Olive Baboons: Facts, Habitat, Conservation

Latin name: Papio Anubis, Known Taxonomically From the Cercopithecidae Family

Olive baboons, derived their name from the olive appearance of their fur, which is noticeable when viewing the baboon from a distance. With an extensive habitat range on the continent of Africa, olive baboon troops can be found in twenty five different countries stretching from Sierra Leone in the west to parts of Mogadishu in the East.

With an average height of seventy centimeters, males are twice as tall and twice as heavy as females. With more comfortable conditions in captivity olive baboons can grow bigger and longer, with some baboons living to thirty years of age.

Olive Baboons of Uganda

Diet, Posture and Habitat

Troops of olive baboons can live in varied habitat from tropical rain forest and dry forests to dry savannas. They prefer lower hanging trees, often being found in branches of acacias. While walking slowly, olive baboons use a hand digitigrade posture, with heels not touching the ground. Their feet move in a semi-digitigrade posture with parts of the heel sometimes touching the ground.

Olive baboons, are omnivorous which is a good reason for their successful dispersion across Africa. They will feed on vegetation and small vertebrates such as frogs. They are clever at preparing foods for eating which other animals may not find palatable. A good example is the prickly pear, which they shake from trees and roll on the ground so the spikes fall off. If they get the chance they’ll also prey on birds, small primates such as rabbits, gazelles (if they find a fresh kill) and other types of monkeys.

They can even eat tree bark, grass and leaves. Surprisingly they will also kill small livestock like goats, infuriating farming communities. They too, will forage in humans waste for food scraps.

Olive Baboon Troops

An olive baboon troop can vary in size from around twenty to a hundred and fifty sole baboons. They live in a hierarchical society, where males constantly compete to be the leader of the troop.

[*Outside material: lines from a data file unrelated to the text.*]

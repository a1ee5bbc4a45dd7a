//! Per-feature standardization to zero mean and unit variance.

use crate::error::{RfError, validate_matrix};

/// Column-wise standard scaler.
///
/// Learns each column's mean and population standard deviation (divides by
/// n, not n-1). Columns with zero variance keep a scale of 1.0 so they are
/// only centered.
#[derive(Debug, Clone, PartialEq, serde::Serialize, serde::Deserialize)]
pub struct StandardScaler {
    means: Vec<f64>,
    scales: Vec<f64>,
}

impl StandardScaler {
    /// Learn column means and scales from `features`.
    ///
    /// # Errors
    ///
    /// | Variant | Condition |
    /// |---|---|
    /// | [`RfError::EmptyDataset`] | `features` is empty |
    /// | [`RfError::ZeroFeatures`] | rows have zero feature columns |
    /// | [`RfError::FeatureCountMismatch`] | rows have inconsistent lengths |
    /// | [`RfError::NonFiniteValue`] | any value is NaN or infinite |
    pub fn fit(features: &[Vec<f64>]) -> Result<Self, RfError> {
        let n_features = validate_matrix(features)?;
        let n = features.len() as f64;

        let means: Vec<f64> = (0..n_features)
            .map(|j| features.iter().map(|row| row[j]).sum::<f64>() / n)
            .collect();
        let scales: Vec<f64> = means
            .iter()
            .enumerate()
            .map(|(j, &mean)| {
                let variance = features.iter().map(|row| (row[j] - mean).powi(2)).sum::<f64>() / n;
                let std = variance.sqrt();
                if std == 0.0 { 1.0 } else { std }
            })
            .collect();

        Ok(Self { means, scales })
    }

    /// Standardize a single row.
    ///
    /// # Errors
    ///
    /// Returns [`RfError::PredictionFeatureMismatch`] when `row.len()` differs from
    /// the fitted width.
    pub fn transform_row(&self, row: &[f64]) -> Result<Vec<f64>, RfError> {
        if row.len() != self.means.len() {
            return Err(RfError::PredictionFeatureMismatch {
                expected: self.means.len(),
                got: row.len(),
            });
        }
        Ok(row
            .iter()
            .zip(self.means.iter().zip(&self.scales))
            .map(|(&x, (&mean, &scale))| (x - mean) / scale)
            .collect())
    }

    /// Standardize every row of `features`.
    ///
    /// # Errors
    ///
    /// Returns [`RfError::FeatureCountMismatch`] for the first row whose width differs.
    pub fn transform(&self, features: &[Vec<f64>]) -> Result<Vec<Vec<f64>>, RfError> {
        features
            .iter()
            .enumerate()
            .map(|(sample_index, row)| {
                self.transform_row(row).map_err(|_| RfError::FeatureCountMismatch {
                    expected: self.means.len(),
                    got: row.len(),
                    sample_index,
                })
            })
            .collect()
    }

    /// Learn the scaler from `features` and return it with the standardized rows.
    ///
    /// # Errors
    ///
    /// Same as [`StandardScaler::fit`].
    pub fn fit_transform(features: &[Vec<f64>]) -> Result<(Self, Vec<Vec<f64>>), RfError> {
        let scaler = Self::fit(features)?;
        let scaled = scaler.transform(features)?;
        Ok((scaler, scaled))
    }

    /// Return the per-column means.
    #[must_use]
    pub fn means(&self) -> &[f64] {
        &self.means
    }

    /// Return the per-column scales (population standard deviations, 1.0 for constant columns).
    #[must_use]
    pub fn scales(&self) -> &[f64] {
        &self.scales
    }
}

#[cfg(test)]
mod tests {
    use super::*;

    #[test]
    fn columns_get_zero_mean_unit_variance() {
        let features = vec![vec![1.0, 10.0], vec![2.0, 20.0], vec![3.0, 30.0], vec![4.0, 40.0]];
        let (scaler, scaled) = StandardScaler::fit_transform(&features).unwrap();

        assert!((scaler.means()[0] - 2.5).abs() < 1e-12);
        assert!((scaler.means()[1] - 25.0).abs() < 1e-12);

        for j in 0..2 {
            let col: Vec<f64> = scaled.iter().map(|row| row[j]).collect();
            let mean = col.iter().sum::<f64>() / 4.0;
            let var = col.iter().map(|x| (x - mean).powi(2)).sum::<f64>() / 4.0;
            assert!(mean.abs() < 1e-12);
            assert!((var - 1.0).abs() < 1e-12);
        }
    }

    #[test]
    fn constant_column_is_only_centered() {
        let features = vec![vec![5.0, 1.0], vec![5.0, 3.0]];
        let scaler = StandardScaler::fit(&features).unwrap();
        assert!((scaler.scales()[0] - 1.0).abs() < f64::EPSILON);
        let row = scaler.transform_row(&[7.0, 2.0]).unwrap();
        assert!((row[0] - 2.0).abs() < 1e-12);
        assert!(row[1].abs() < 1e-12);
    }

    #[test]
    fn empty_input_rejected() {
        assert!(matches!(
            StandardScaler::fit(&[]).unwrap_err(),
            RfError::EmptyDataset
        ));
    }

    #[test]
    fn non_finite_rejected() {
        let err = StandardScaler::fit(&[vec![1.0], vec![f64::NAN]]).unwrap_err();
        assert!(matches!(err, RfError::NonFiniteValue { sample_index: 1, .. }));
    }

    #[test]
    fn width_mismatch_on_transform() {
        let scaler = StandardScaler::fit(&[vec![1.0, 2.0], vec![3.0, 4.0]]).unwrap();
        assert!(matches!(
            scaler.transform_row(&[1.0]).unwrap_err(),
            RfError::PredictionFeatureMismatch { expected: 2, got: 1 }
        ));
        assert!(matches!(
            scaler.transform(&[vec![1.0, 2.0], vec![1.0]]).unwrap_err(),
            RfError::FeatureCountMismatch { sample_index: 1, .. }
        ));
    }
}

The troop fear his stare and that prevents him from resorting to violence. The leader will sometimes step aside peacefully, after he has sired infants. While male baboons will often find a new troop after five years female baboons will remain in their troop for life.

Their hair is thick and short, while black eyes sit deeply behind a deep brow. Males have a longer dark mane than females that fades towards the tail. A cheek pouch allows them to store food when foraging. The dog-like muzzle of the olive baboon is the reason for it’s Latin name ‘Anubis’ who was the Egyptian good who had a dog’s head.

Olive Baboon With Baby

Baboon Habits

The baboons, will start walking to feeding grounds at mid morning, typically walking a few kilometers at a time. The more important baboons will stay in the center protected by baboons on the periphery. Their loud calls, known as barks can be heard a third of a mile away and allows them to keep in touch with others of the troop.

Males who have recently joined the troop have the useful benefit of know different feeding grounds to introduce the troop to. After feeding they will rest and groom each other. At sunset they wind down for the day. Self grooming or partner grooming has particular health benefits. Ticks and insects are removed from fur and hair may be removed from any skin cuts, preventing infection.

Olive Baboons Map of Habitat

Olive Baboons in Literature

“The tree was alive with moving figures that were falling from its branches like many careening coconuts. Underneath, the falling masses, the burly lions wrestled desperate to be free. Blackened shapes clung onto their tail tips to their skulls. What were these brave creatures? Sharp stars stabbed through black cloud, casting weak light on the amazing scene. It came to him in a fit. They were olive baboons from the savannah.”